Prisca Steinegger

Personal information
- Full name: Prisca Steinegger
- Date of birth: 1 September 1977 (age 48)
- Place of birth: Zürich, Switzerland
- Height: 1.64 m (5 ft 4+1⁄2 in)
- Position: Central defender

Team information
- Current team: FC Zürich Frauen
- Number: 8

Youth career
- FC Waidberg

Senior career*
- Years: Team / Apps / (Gls)
- DFC Blue Stars
- GC/Schwerzenbach
- DFC Blue Stars
- 1999–: FC Zürich Frauen

International career
- 1996–2008: Switzerland / 55 / (2)

= Prisca Steinegger =

Swiss footballer (born 1977)

Prisca Steinegger (born 1 September 1977) is a Swiss football player currently playing for FC Zürich and a former captain of the Switzerland national team. She is a left-footed central defender or midfielder.

== Club career ==
Steinegger was offered a scholarship to the University of Georgia in the US in 1999 but had to withdraw because of an injury. She was then employed in the communications department of FIFA.

In 2008 Steinegger was the captain of SV Seebach when they came under the auspices of FC Zürich, becoming FC Zürich Frauen. She had originally joined the club in 1999.

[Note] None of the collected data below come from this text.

//! Single-host block-device observer.
//!
//! Watches virtio block devices only (`/dev/vd?`), diffing successive
//! snapshots to emit `added`/`removed`/`changed` events. Polling the
//! snapshot at the same cadence as the coalescing window ("ad-hoc
//! polling" per the design note) means the diff itself does the
//! coalescing: several changes to the same path between two polls collapse
//! into the one event the diff produces, with no separate debounce buffer
//! needed.
//!
//! Event delivery uses a `tokio::sync::broadcast` channel: slow or absent
//! consumers never block the poller, and a receiver that falls behind
//! observes `RecvError::Lagged(n)` rather than the poller stalling —
//! the drop-oldest-with-a-logged-counter behaviour required here falls
//! directly out of that channel's own semantics.

use std::collections::HashMap;
use std::sync::atomic::{AtomicBool, AtomicU64, Ordering};
use std::sync::Arc;
use std::time::Duration;

use async_trait::async_trait;
use parking_lot::RwLock;
use tokio::sync::broadcast;
use tokio::task::JoinHandle;

#[derive(Debug, Clone, PartialEq, Eq)]
pub struct DeviceInfo {
    pub path: String,
    pub size: u64,
    pub controller: String,
}

#[derive(Debug, Clone, Copy, PartialEq, Eq)]
pub enum DeviceEventKind {
    Added,
    Removed,
    Changed,
}

#[derive(Debug, Clone)]
pub struct DeviceEvent {
    pub kind: DeviceEventKind,
    pub info: DeviceInfo,
    pub observed_at: u64,
}

/// Abstracts where device snapshots come from, so the monitor's diff/
/// coalesce/broadcast logic is testable without a real kernel.
#[async_trait]
pub trait UeventSource: Send + Sync {
    async fn snapshot(&self) -> Vec<DeviceInfo>;
}

/// Real source: polls `/proc/partitions` for `vd*` entries and stats
/// `/sys/block/<dev>/size` (512-byte sectors) for the kernel-authoritative
/// byte size.
pub struct ProcPartitionsSource {
    proc_partitions_path: String,
    sys_block_dir: String,
}

impl Default for ProcPartitionsSource {
    fn default() -> Self {
        Self {
            proc_partitions_path: "/proc/partitions".into(),
            sys_block_dir: "/sys/block".into(),
        }
    }
}

impl ProcPartitionsSource {
    /// For tests that want to point at fixture files instead of the real
    /// `/proc` and `/sys`.
    #[must_use]
    pub fn with_paths(proc_partitions_path: String, sys_block_dir: String) -> Self {
        Self {
            proc_partitions_path,
            sys_block_dir,
        }
    }

    fn parse_partitions(contents: &str) -> Vec<String> {
        contents
            .lines()
            .skip(1)
            .filter_map(|line| {
                let name = line.split_whitespace().last()?;
                // whole-disk virtio devices only: vda, vdb, ... (not vda1)
                if name.starts_with("vd") && name.chars().skip(2).all(|c| c.is_ascii_alphabetic()) {
                    Some(name.to_string())
                } else {
                    None
                }
            })
            .collect()
    }

    async fn read_size_bytes(&self, dev: &str) -> Option<u64> {
        let path = format!("{}/{dev}/size", self.sys_block_dir);
        let contents = tokio::fs::read_to_string(path).await.ok()?;
        let sectors: u64 = contents.trim().parse().ok()?;
        Some(sectors * 512)
    }
}

#[async_trait]
impl UeventSource for ProcPartitionsSource {
    async fn snapshot(&self) -> Vec<DeviceInfo> {
        let Ok(contents) = tokio::fs::read_to_string(&self.proc_partitions_path).await else {
            return Vec::new();
        };
        let mut devices = Vec::new();
        for dev in Self::parse_partitions(&contents) {
            if let Some(size) = self.read_size_bytes(&dev).await {
                devices.push(DeviceInfo {
                    path: format!("/dev/{dev}"),
                    size,
                    controller: "virtio".to_string(),
                });
            }
        }
        devices
    }
}

/// Test source: snapshots are whatever the test last pushed via `set`.
#[derive(Default)]
pub struct FakeUeventSource {
    devices: RwLock<Vec<DeviceInfo>>,
}

impl FakeUeventSource {
    pub fn set(&self, devices: Vec<DeviceInfo>) {
        *self.devices.write() = devices;
    }
}

#[async_trait]
impl UeventSource for FakeUeventSource {
    async fn snapshot(&self) -> Vec<DeviceInfo> {
        self.devices.read().clone()
    }
}

/// An immutable baseline the Device Correlator diffs against, per the
/// attach algorithm's "snapshot the current virtio device set before
/// calling the provider" step.
#[derive(Debug, Clone)]
pub struct DeviceSnapshot {
    pub devices: Vec<DeviceInfo>,
    pub taken_at: u64,
}

pub struct DeviceMonitor {
    source: Arc<dyn UeventSource>,
    current: RwLock<HashMap<String, DeviceInfo>>,
    events_tx: broadcast::Sender<DeviceEvent>,
    poll_interval: Duration,
    running: AtomicBool,
    dropped_events: AtomicU64,
    task: RwLock<Option<JoinHandle<()>>>,
}

impl DeviceMonitor {
    #[must_use]
    pub fn new(source: Arc<dyn UeventSource>, poll_interval: Duration, queue_capacity: usize) -> Arc<Self> {
        let (events_tx, _) = broadcast::channel(queue_capacity.max(1));
        Arc::new(Self {
            source,
            current: RwLock::new(HashMap::new()),
            events_tx,
            poll_interval,
            running: AtomicBool::new(false),
            dropped_events: AtomicU64::new(0),
            task: RwLock::new(None),
        })
    }

    #[must_use]
    pub fn snapshot(&self) -> DeviceSnapshot {
        DeviceSnapshot {
            devices: self.current.read().values().cloned().collect(),
            taken_at: volcore_common::ids::now(),
        }
    }

    #[must_use]
    pub fn get_devices(&self) -> Vec<DeviceInfo> {
        self.current.read().values().cloned().collect()
    }

    #[must_use]
    pub fn get_device_by_path(&self, path: &str) -> Option<DeviceInfo> {
        self.current.read().get(path).cloned()
    }

    #[must_use]
    pub fn dropped_event_count(&self) -> u64 {
        self.dropped_events.load(Ordering::Relaxed)
    }

    pub fn start(self: &Arc<Self>) {
        if self.running.swap(true, Ordering::SeqCst) {
            return;
        }
        let this = Arc::clone(self);
        let handle = tokio::spawn(async move {
            let mut ticker = tokio::time::interval(this.poll_interval);
            while this.running.load(Ordering::SeqCst) {
                ticker.tick().await;
                this.poll_once().await;
            }
        });
        *self.task.write() = Some(handle);
    }

    pub fn stop(&self) {
        self.running.store(false, Ordering::SeqCst);
        if let Some(handle) = self.task.write().take() {
            handle.abort();
        }
    }

    async fn poll_once(&self) {
        let observed = self.source.snapshot().await;
        let observed_map: HashMap<String, DeviceInfo> =
            observed.into_iter().map(|d| (d.path.clone(), d)).collect();
        let now = volcore_common::ids::now();

        let mut events = Vec::new();
        {
            let current = self.current.read();
            for (path, info) in &observed_map {
                match current.get(path) {
                    None => events.push(DeviceEvent {
                        kind: DeviceEventKind::Added,
                        info: info.clone(),
                        observed_at: now,
                    }),
                    Some(prev) if prev.size != info.size => events.push(DeviceEvent {
                        kind: DeviceEventKind::Changed,
                        info: info.clone(),
                        observed_at: now,
                    }),
                    Some(_) => {}
                }
            }
            for (path, info) in current.iter() {
                if !observed_map.contains_key(path) {
                    events.push(DeviceEvent {
                        kind: DeviceEventKind::Removed,
                        info: info.clone(),
                        observed_at: now,
                    });
                }
            }
        }

        *self.current.write() = observed_map;

        for event in events {
            if self.events_tx.send(event).is_err() {
                // no subscribers; nothing dropped, nothing to deliver
            }
        }
    }

    /// A single receive with a deadline, per `WaitForDevice(timeout)`.
    pub async fn wait_for_device(&self, timeout: Duration) -> Option<DeviceEvent> {
        let mut rx = self.events_tx.subscribe();
        match tokio::time::timeout(timeout, rx.recv()).await {
            Ok(Ok(event)) => Some(event),
            Ok(Err(broadcast::error::RecvError::Lagged(n))) => {
                self.dropped_events.fetch_add(n, Ordering::Relaxed);
                tracing::warn!(dropped = n, "device monitor subscriber lagged, events dropped");
                None
            }
            Ok(Err(broadcast::error::RecvError::Closed)) | Err(_) => None,
        }
    }

    #[must_use]
    pub fn subscribe(&self) -> broadcast::Receiver<DeviceEvent> {
        self.events_tx.subscribe()
    }
}

#[cfg(test)]
mod tests {
    use super::*;

    #[tokio::test]
    async fn detects_added_and_removed_devices() {
        let source = Arc::new(FakeUeventSource::default());
        let monitor = DeviceMonitor::new(source.clone(), Duration::from_millis(20), 16);
        monitor.start();

        source.set(vec![DeviceInfo {
            path: "/dev/vdb".into(),
            size: 1024,
            controller: "virtio".into(),
        }]);

        let event = monitor.wait_for_device(Duration::from_secs(2)).await.unwrap();
        assert_eq!(event.kind, DeviceEventKind::Added);
        assert_eq!(event.info.path, "/dev/vdb");

        source.set(vec![]);
        let event = monitor.wait_for_device(Duration::from_secs(2)).await.unwrap();
        assert_eq!(event.kind, DeviceEventKind::Removed);

        monitor.stop();
    }

    #[tokio::test]
    async fn get_devices_reflects_latest_poll() {
        let source = Arc::new(FakeUeventSource::default());
        let monitor = DeviceMonitor::new(source.clone(), Duration::from_millis(20), 16);
        monitor.start();
        source.set(vec![DeviceInfo {
            path: "/dev/vdc".into(),
            size: 2048,
            controller: "virtio".into(),
        }]);
        monitor.wait_for_device(Duration::from_secs(2)).await;
        assert_eq!(monitor.get_device_by_path("/dev/vdc").unwrap().size, 2048);
        monitor.stop();
    }

    #[test]
    fn parse_partitions_filters_to_virtio_whole_disks() {
        let sample = "major minor  #blocks  name\n\
                        253        0   10485760 vda\n\
                        253        1    1048576 vda1\n\
                        253       16   10485760 vdb\n\
                          8        0   10485760 sda\n";
        let devices = ProcPartitionsSource::parse_partitions(sample);
        assert_eq!(devices, vec!["vda".to_string(), "vdb".to_string()]);
    }
}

Her early career encompassed spells at FC Waidberg, DFC Blue Stars and GC/Schwerzenbach. In 1993 a 16-year-old Steinegger played in the Swiss Cup final for Blue Stars.

== International career ==
Steinegger won 55 caps as a player in the Switzerland women's national football team from 1996 until 2008 and was named Swiss Player of the Year in 2002–2003. In 1998 she scored an important goal against Poland which stopped the Swiss being relegated from the elite group of women's football in Europe.

Steinegger was named to a World-XI in April 2004 to play Germany as part of FIFA's centenary celebrations. In the match she came on as a substitute for Marta, before 80,000 spectators at the Stade de France.